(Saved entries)

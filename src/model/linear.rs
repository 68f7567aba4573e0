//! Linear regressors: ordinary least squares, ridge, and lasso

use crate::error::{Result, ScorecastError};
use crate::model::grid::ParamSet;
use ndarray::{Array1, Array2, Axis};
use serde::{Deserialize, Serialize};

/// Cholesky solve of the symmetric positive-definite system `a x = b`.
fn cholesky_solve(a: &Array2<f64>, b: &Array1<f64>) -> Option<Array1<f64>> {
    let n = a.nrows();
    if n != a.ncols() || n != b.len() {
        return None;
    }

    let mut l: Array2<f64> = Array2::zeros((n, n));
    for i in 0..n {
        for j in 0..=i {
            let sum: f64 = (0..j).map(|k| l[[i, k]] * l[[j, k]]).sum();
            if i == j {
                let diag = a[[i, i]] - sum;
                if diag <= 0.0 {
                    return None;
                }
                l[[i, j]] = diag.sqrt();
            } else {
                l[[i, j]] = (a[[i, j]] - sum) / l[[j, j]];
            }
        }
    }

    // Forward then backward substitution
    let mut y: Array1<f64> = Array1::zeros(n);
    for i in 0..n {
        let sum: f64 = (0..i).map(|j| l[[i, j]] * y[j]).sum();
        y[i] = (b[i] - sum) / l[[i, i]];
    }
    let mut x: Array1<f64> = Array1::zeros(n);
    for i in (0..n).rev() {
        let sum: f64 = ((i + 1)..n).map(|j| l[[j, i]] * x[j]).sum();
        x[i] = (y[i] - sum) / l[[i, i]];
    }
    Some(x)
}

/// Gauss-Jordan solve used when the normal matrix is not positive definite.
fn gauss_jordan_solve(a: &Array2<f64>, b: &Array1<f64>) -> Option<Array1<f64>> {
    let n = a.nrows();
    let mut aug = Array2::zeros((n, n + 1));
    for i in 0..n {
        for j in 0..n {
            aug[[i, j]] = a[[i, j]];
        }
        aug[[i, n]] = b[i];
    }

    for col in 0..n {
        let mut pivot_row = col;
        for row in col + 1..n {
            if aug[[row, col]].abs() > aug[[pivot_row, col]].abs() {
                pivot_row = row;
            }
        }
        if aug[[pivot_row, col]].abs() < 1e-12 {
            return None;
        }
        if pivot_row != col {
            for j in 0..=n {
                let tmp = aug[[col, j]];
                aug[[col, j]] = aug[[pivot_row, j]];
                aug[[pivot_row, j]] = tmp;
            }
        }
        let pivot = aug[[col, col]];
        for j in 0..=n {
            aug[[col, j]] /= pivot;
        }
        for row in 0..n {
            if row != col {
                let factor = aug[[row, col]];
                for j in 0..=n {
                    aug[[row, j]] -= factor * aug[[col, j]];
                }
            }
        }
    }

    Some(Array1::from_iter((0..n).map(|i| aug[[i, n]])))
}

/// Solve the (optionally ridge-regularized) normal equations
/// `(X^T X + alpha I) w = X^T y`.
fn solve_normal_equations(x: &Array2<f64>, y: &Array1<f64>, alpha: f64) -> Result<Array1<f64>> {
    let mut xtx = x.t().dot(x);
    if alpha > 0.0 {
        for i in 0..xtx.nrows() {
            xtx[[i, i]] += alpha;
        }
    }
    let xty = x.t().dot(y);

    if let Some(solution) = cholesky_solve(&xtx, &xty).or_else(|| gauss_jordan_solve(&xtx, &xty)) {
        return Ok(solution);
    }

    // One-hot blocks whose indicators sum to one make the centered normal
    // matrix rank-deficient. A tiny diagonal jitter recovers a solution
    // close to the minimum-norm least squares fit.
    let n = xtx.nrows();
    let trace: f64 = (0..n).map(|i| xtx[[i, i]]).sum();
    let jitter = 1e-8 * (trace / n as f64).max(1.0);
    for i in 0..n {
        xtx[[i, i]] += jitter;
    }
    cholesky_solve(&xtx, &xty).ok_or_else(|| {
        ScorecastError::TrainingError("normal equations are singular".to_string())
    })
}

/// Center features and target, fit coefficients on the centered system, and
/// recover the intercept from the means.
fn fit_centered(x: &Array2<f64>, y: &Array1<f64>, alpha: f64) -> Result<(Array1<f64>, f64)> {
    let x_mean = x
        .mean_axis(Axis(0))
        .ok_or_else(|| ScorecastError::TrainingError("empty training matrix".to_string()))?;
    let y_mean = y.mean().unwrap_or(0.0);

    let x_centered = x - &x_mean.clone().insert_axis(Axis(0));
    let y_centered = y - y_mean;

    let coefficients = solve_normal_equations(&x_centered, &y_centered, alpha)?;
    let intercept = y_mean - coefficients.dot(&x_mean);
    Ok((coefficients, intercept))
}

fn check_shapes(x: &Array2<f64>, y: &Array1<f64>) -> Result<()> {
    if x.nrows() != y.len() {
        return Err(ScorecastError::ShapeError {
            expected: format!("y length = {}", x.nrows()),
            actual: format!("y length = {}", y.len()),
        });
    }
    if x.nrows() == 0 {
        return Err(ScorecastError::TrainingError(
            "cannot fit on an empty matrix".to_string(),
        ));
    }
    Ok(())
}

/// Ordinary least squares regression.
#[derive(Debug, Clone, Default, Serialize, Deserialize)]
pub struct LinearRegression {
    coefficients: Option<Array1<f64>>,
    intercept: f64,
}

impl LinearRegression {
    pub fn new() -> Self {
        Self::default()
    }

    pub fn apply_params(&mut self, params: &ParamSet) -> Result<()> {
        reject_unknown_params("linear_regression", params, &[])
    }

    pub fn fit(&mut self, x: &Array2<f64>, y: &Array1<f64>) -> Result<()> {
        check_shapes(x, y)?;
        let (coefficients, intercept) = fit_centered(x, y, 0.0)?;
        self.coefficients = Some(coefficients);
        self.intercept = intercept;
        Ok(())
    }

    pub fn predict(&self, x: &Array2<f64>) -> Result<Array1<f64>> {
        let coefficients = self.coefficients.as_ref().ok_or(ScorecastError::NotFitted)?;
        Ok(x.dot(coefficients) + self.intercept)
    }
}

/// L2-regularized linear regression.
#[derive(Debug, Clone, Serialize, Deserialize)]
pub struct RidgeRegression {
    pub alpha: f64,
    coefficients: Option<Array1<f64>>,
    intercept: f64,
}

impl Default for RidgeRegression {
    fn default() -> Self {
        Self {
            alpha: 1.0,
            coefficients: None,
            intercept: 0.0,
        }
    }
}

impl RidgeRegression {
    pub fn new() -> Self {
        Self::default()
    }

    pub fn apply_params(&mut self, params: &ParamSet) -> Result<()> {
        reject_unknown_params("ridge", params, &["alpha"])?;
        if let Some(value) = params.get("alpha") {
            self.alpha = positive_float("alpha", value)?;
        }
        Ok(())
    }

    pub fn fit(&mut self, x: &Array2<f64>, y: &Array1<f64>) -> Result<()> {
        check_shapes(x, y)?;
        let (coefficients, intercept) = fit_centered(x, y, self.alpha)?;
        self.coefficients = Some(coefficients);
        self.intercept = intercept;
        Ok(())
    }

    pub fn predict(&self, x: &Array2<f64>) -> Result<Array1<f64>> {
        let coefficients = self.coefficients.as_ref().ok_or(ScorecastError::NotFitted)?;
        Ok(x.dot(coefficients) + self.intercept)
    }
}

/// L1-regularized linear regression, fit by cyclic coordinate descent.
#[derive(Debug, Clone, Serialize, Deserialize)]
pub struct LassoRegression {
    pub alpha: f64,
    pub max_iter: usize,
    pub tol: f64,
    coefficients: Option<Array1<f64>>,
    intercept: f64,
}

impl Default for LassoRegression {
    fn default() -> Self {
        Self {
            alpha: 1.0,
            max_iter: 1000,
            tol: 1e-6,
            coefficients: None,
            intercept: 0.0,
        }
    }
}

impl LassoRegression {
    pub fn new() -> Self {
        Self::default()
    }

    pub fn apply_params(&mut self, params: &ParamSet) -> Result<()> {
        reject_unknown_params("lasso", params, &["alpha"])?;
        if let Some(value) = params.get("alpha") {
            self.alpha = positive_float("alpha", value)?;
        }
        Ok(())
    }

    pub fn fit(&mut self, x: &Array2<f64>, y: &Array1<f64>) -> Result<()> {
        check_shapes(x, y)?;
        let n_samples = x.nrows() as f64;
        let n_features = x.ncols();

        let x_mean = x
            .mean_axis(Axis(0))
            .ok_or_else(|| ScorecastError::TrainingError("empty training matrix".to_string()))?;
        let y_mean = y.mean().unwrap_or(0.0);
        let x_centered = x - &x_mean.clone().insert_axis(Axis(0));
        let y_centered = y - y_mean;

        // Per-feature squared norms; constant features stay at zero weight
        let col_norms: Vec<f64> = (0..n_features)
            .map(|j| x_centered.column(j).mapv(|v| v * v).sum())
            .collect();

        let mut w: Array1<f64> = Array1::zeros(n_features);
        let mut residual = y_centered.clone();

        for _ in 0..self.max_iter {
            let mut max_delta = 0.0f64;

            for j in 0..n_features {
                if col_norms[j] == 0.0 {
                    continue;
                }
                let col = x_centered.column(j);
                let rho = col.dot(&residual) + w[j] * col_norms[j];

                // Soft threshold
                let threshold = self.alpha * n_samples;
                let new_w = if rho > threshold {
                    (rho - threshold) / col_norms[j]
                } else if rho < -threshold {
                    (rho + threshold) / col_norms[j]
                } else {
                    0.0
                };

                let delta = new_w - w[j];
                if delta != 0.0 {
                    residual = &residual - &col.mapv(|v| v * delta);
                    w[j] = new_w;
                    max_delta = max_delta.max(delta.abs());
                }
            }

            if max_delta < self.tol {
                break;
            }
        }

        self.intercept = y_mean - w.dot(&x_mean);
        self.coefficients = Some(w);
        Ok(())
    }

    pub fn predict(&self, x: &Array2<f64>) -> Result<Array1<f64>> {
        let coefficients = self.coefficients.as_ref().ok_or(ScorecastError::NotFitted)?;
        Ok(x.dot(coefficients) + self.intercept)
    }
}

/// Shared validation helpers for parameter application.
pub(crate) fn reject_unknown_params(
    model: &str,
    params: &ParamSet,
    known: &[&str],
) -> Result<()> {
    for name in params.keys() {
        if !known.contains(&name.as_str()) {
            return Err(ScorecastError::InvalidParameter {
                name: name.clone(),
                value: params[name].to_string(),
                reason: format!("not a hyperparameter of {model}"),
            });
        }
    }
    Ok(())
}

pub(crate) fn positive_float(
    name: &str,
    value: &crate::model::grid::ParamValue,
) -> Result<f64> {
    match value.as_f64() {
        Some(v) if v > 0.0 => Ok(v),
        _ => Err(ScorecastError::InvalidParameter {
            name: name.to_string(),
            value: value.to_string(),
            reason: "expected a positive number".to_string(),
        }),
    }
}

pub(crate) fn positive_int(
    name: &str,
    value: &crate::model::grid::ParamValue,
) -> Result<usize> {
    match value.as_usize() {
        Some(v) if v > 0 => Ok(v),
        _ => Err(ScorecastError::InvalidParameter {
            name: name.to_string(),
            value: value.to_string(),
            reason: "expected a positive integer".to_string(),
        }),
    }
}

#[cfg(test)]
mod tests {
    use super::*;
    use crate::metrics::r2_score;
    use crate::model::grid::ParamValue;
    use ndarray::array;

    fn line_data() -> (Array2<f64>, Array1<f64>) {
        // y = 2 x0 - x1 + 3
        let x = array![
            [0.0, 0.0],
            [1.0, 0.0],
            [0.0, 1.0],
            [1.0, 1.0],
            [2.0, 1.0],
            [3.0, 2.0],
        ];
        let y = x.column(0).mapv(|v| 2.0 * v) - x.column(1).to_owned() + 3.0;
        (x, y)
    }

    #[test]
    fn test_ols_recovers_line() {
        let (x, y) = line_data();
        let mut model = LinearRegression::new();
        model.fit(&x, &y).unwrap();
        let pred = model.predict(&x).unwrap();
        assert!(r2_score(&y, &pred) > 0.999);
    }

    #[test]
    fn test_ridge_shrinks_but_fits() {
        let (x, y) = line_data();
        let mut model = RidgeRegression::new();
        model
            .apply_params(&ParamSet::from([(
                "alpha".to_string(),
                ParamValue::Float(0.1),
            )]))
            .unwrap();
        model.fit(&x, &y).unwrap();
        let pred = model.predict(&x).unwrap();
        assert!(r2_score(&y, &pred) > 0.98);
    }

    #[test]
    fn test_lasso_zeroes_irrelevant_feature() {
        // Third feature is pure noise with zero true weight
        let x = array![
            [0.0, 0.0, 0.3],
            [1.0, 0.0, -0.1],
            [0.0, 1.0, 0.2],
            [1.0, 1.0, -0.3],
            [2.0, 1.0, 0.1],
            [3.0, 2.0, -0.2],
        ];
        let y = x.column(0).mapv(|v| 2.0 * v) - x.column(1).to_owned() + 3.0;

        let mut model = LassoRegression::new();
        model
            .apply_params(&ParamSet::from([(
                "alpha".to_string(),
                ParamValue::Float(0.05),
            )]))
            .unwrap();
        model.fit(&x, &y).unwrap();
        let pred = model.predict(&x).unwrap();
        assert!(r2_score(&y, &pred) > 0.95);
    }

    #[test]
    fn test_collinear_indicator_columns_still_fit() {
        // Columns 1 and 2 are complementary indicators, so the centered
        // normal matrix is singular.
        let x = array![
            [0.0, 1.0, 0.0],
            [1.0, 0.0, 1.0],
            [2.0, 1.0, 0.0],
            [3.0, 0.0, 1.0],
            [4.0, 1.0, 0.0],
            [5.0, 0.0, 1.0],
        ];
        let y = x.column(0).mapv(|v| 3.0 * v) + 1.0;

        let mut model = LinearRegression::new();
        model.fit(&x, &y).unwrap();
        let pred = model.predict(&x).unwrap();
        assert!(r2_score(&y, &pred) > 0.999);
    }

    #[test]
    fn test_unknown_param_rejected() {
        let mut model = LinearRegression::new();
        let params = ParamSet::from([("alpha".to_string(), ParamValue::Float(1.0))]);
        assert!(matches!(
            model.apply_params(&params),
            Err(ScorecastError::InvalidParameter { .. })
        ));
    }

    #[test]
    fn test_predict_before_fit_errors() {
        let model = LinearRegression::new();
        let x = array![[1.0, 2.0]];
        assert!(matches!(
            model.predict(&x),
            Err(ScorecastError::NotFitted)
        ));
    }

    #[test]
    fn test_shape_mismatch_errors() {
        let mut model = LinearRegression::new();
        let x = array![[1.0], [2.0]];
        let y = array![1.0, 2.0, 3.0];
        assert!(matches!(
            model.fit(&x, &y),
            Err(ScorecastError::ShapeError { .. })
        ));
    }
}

:: What to work on ::
Lines from the entries that contain the string "definite" are what must be copied.

:: Task result ::
/// Cholesky solve of the symmetric positive-definite system `a x = b`.
/// Gauss-Jordan solve used when the normal matrix is not positive definite.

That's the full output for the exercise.